The company also is certified platinum by third party sustainability certifier EcoVadis. EcoVadis serves as Deoleo’s external “report card,” validating its ESG performance while requiring the company to continuously improve in order to remain among the top 1% globally, according to Zamora Rica.

Packaging: Balancing perception and performance

Sustainability decisions become more visible to consumers at the packaging level, where shopper expectations don’t always align with environmental realities.

Deoleo’s research shows that consumers perceive glass as the most sustainable material, followed by recycled plastic.

That insight has informed the company’s strategy. Alongside reaching 79% recyclable plastic use, Deoleo also is investing in recycled glass, with 60% of its glass bottles made from reused material.

At the same time, packaging must preserve quality. Olive oil is highly sensitive to light, heat and oxygen, leading to innovations such as blue glass bottles used in Italy to minimize degradation.

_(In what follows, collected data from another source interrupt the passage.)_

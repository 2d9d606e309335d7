//! Masked GPIO port access.
//!
//! Both the display bus and the keypad matrix operate on groups of pins at
//! once (one masked write for the data bus, one masked read for the rows),
//! so drivers talk to a whole port addressed by logical GPIO number rather
//! than to individual `embedded_hal` pins.

/// Bit for a single GPIO number inside a port word.
pub const fn pin_bit(pin: u8) -> u32 {
    1 << pin
}

/// Port-wide GPIO access, indexed by GPIO number (0..=31).
pub trait GpioPort {
    /// Drive a single output pin.
    fn put(&mut self, pin: u8, high: bool);

    /// Drive every pin in `mask` to the matching bit of `value`.
    fn put_masked(&mut self, mask: u32, value: u32);

    /// Sample all pins; bit `n` is the level on GPIO `n`.
    fn get_all(&mut self) -> u32;

    /// Switch every pin in `mask` to output.
    fn set_dir_out_masked(&mut self, mask: u32);

    /// Switch every pin in `mask` to input.
    fn set_dir_in_masked(&mut self, mask: u32);

    /// Enable the internal pull-down on an input pin.
    fn pull_down(&mut self, pin: u8);
}

impl<T: GpioPort + ?Sized> GpioPort for &mut T {
    fn put(&mut self, pin: u8, high: bool) {
        (**self).put(pin, high)
    }

    fn put_masked(&mut self, mask: u32, value: u32) {
        (**self).put_masked(mask, value)
    }

    fn get_all(&mut self) -> u32 {
        (**self).get_all()
    }

    fn set_dir_out_masked(&mut self, mask: u32) {
        (**self).set_dir_out_masked(mask)
    }

    fn set_dir_in_masked(&mut self, mask: u32) {
        (**self).set_dir_in_masked(mask)
    }

    fn pull_down(&mut self, pin: u8) {
        (**self).pull_down(pin)
    }
}
//! Instruction set of the parallel character controller.
//!
//! Bit layout (instruction register, RS = 0):
//! ```text
//! 0000_0001  clear display
//! 0000_001x  return home
//! 0000_01IS  entry mode       I = increment, S = display follows cursor
//! 0000_1DCB  display control  D = on, C = cursor, B = blink
//! 0001_SRxx  shift            S = display (else cursor), R = right
//! 001D_NFxx  function set     D = 8-bit, N = two lines, F = 5x10 font
//! 01AA_AAAA  set CGRAM address
//! 1AAA_AAAA  set DDRAM address
//! ```
//! Reading the instruction register returns the busy flag in bit 7 and the
//! address counter in bits 0..=6.

/// Register addressed by the RS line.
#[derive(Clone, Copy, Debug, PartialEq, Eq)]
#[cfg_attr(feature = "defmt", derive(defmt::Format))]
pub enum Register {
    Instruction,
    Data,
}

/// Interface width selected by function set.
#[derive(Clone, Copy, Debug, PartialEq, Eq)]
#[cfg_attr(feature = "defmt", derive(defmt::Format))]
pub enum InterfaceWidth {
    FourBit,
    EightBit,
}

/// Number of display lines selected by function set.
#[derive(Clone, Copy, Debug, PartialEq, Eq)]
#[cfg_attr(feature = "defmt", derive(defmt::Format))]
pub enum LineCount {
    One,
    Two,
}

/// Character font selected by function set.
#[derive(Clone, Copy, Debug, PartialEq, Eq)]
#[cfg_attr(feature = "defmt", derive(defmt::Format))]
pub enum Font {
    Dots5x8,
    Dots5x10,
}

/// What a shift instruction moves.
#[derive(Clone, Copy, Debug, PartialEq, Eq)]
#[cfg_attr(feature = "defmt", derive(defmt::Format))]
pub enum ShiftTarget {
    Cursor,
    Display,
}

#[derive(Clone, Copy, Debug, PartialEq, Eq)]
#[cfg_attr(feature = "defmt", derive(defmt::Format))]
pub enum ShiftDirection {
    Left,
    Right,
}

/// Mask of the busy flag in a status byte.
pub const BUSY_FLAG: u8 = 0x80;

/// Mask of the address counter in a status byte.
pub const ADDRESS_MASK: u8 = 0x7F;

/// One controller instruction.
#[derive(Clone, Copy, Debug, PartialEq, Eq)]
#[cfg_attr(feature = "defmt", derive(defmt::Format))]
pub enum Instruction {
    Clear,
    ReturnHome,
    EntryMode {
        increment: bool,
        follow: bool,
    },
    DisplayControl {
        on: bool,
        cursor: bool,
        blink: bool,
    },
    Shift {
        target: ShiftTarget,
        direction: ShiftDirection,
    },
    FunctionSet {
        width: InterfaceWidth,
        lines: LineCount,
        font: Font,
    },
    SetCgramAddress(u8),
    SetDdramAddress(u8),
}

impl Instruction {
    /// Byte written to the instruction register.
    pub const fn encode(self) -> u8 {
        match self {
            Instruction::Clear => 0x01,
            Instruction::ReturnHome => 0x02,
            Instruction::EntryMode { increment, follow } => {
                0x04 | (increment as u8) << 1 | follow as u8
            }
            Instruction::DisplayControl { on, cursor, blink } => {
                0x08 | (on as u8) << 2 | (cursor as u8) << 1 | blink as u8
            }
            Instruction::Shift { target, direction } => {
                0x10 | (matches!(target, ShiftTarget::Display) as u8) << 3
                    | (matches!(direction, ShiftDirection::Right) as u8) << 2
            }
            Instruction::FunctionSet { width, lines, font } => {
                0x20 | (matches!(width, InterfaceWidth::EightBit) as u8) << 4
                    | (matches!(lines, LineCount::Two) as u8) << 3
                    | (matches!(font, Font::Dots5x10) as u8) << 2
            }
            Instruction::SetCgramAddress(address) => 0x40 | (address & 0x3F),
            Instruction::SetDdramAddress(address) => 0x80 | (address & 0x7F),
        }
    }
}

#[cfg(test)]
mod tests {
    use super::*;

    #[test]
    fn fixed_instructions() {
        assert_eq!(Instruction::Clear.encode(), 0x01);
        assert_eq!(Instruction::ReturnHome.encode(), 0x02);
    }

    #[test]
    fn entry_mode_bits() {
        let encode = |increment, follow| Instruction::EntryMode { increment, follow }.encode();
        assert_eq!(encode(false, false), 0x04);
        assert_eq!(encode(true, false), 0x06);
        assert_eq!(encode(false, true), 0x05);
        assert_eq!(encode(true, true), 0x07);
    }

    #[test]
    fn display_control_bits() {
        let on_plain = Instruction::DisplayControl {
            on: true,
            cursor: false,
            blink: false,
        };
        assert_eq!(on_plain.encode(), 0x0C);

        let all = Instruction::DisplayControl {
            on: true,
            cursor: true,
            blink: true,
        };
        assert_eq!(all.encode(), 0x0F);

        let off = Instruction::DisplayControl {
            on: false,
            cursor: true,
            blink: false,
        };
        assert_eq!(off.encode(), 0x0A);
    }

    #[test]
    fn shift_bits() {
        let shift = |target, direction| Instruction::Shift { target, direction }.encode();
        assert_eq!(shift(ShiftTarget::Cursor, ShiftDirection::Left), 0x10);
        assert_eq!(shift(ShiftTarget::Cursor, ShiftDirection::Right), 0x14);
        assert_eq!(shift(ShiftTarget::Display, ShiftDirection::Left), 0x18);
        assert_eq!(shift(ShiftTarget::Display, ShiftDirection::Right), 0x1C);
    }

    #[test]
    fn function_set_bits() {
        let boot = Instruction::FunctionSet {
            width: InterfaceWidth::EightBit,
            lines: LineCount::Two,
            font: Font::Dots5x8,
        };
        assert_eq!(boot.encode(), 0x38);

        let narrow = Instruction::FunctionSet {
            width: InterfaceWidth::FourBit,
            lines: LineCount::One,
            font: Font::Dots5x10,
        };
        assert_eq!(narrow.encode(), 0x24);
    }

    #[test]
    fn address_instructions_mask_out_of_range_bits() {
        assert_eq!(Instruction::SetCgramAddress(0x08).encode(), 0x48);
        assert_eq!(Instruction::SetCgramAddress(0xFF).encode(), 0x7F);
        assert_eq!(Instruction::SetDdramAddress(40).encode(), 0x80 | 40);
        assert_eq!(Instruction::SetDdramAddress(0xFF).encode(), 0xFF);
    }
}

“We try to maintain the best quality until the moment the consumer uses the oil,” which also includes temperature control throughout transport, Zamora Rica said.

Transparency as infrastructure

For some companies that rely directly on agriculture, traceability is no longer just a back-end function – it’s consumer-facing.

Deoleo’s QR-enabled packaging powered by blockchain technology allows shoppers to access detailed, bottle-specific information about origin, harvest date and certification.

These capabilities are a differentiator for Deoleo. This level of bottle traceability is difficult for most companies to offer, according to Zamora Rica.

Delivering that level of transparency requires coordination across the entire supply chain, including farmers.

“Farmers need to upload all the information … this is another transition for them,” he noted.

Rethinking consumption

Sustainability doesn’t end at production. It extends to how consumers use the product.

Over the past year, Deoleo has introduced new formats designed to encourage more precise consumption, including spray packaging and oil cruets which feature a narrower spout for easy drizzling and reduce overuse, according to Zamora Rica.

The cost of sustainability – and who pays it

Despite investing in supply chain, traceability and packaging innovation, Zamora Rica says Deoleo has not raised prices to meet its sustainability goals.

“We have to be competitive with the market,” Zamora Rica said. “We are investing because we really believe this is the future.”

The company is “investing in loyalty,” he added, noting that consumers increasingly favor brands with credible sustainability commitments.

A broader lesson for agriculture

The biggest gap in how companies approach sustainability, particularly those dependent on agriculture, is fragmentation, according to Zamora Rica.

“We have a holistic view,” he said. “We include farmers, factories, partners, consumers and employees.”

And that approach is not meant to be singular to Deoleo.

“We don’t want to be the only ones setting the standard,” he added. “We want others to follow.”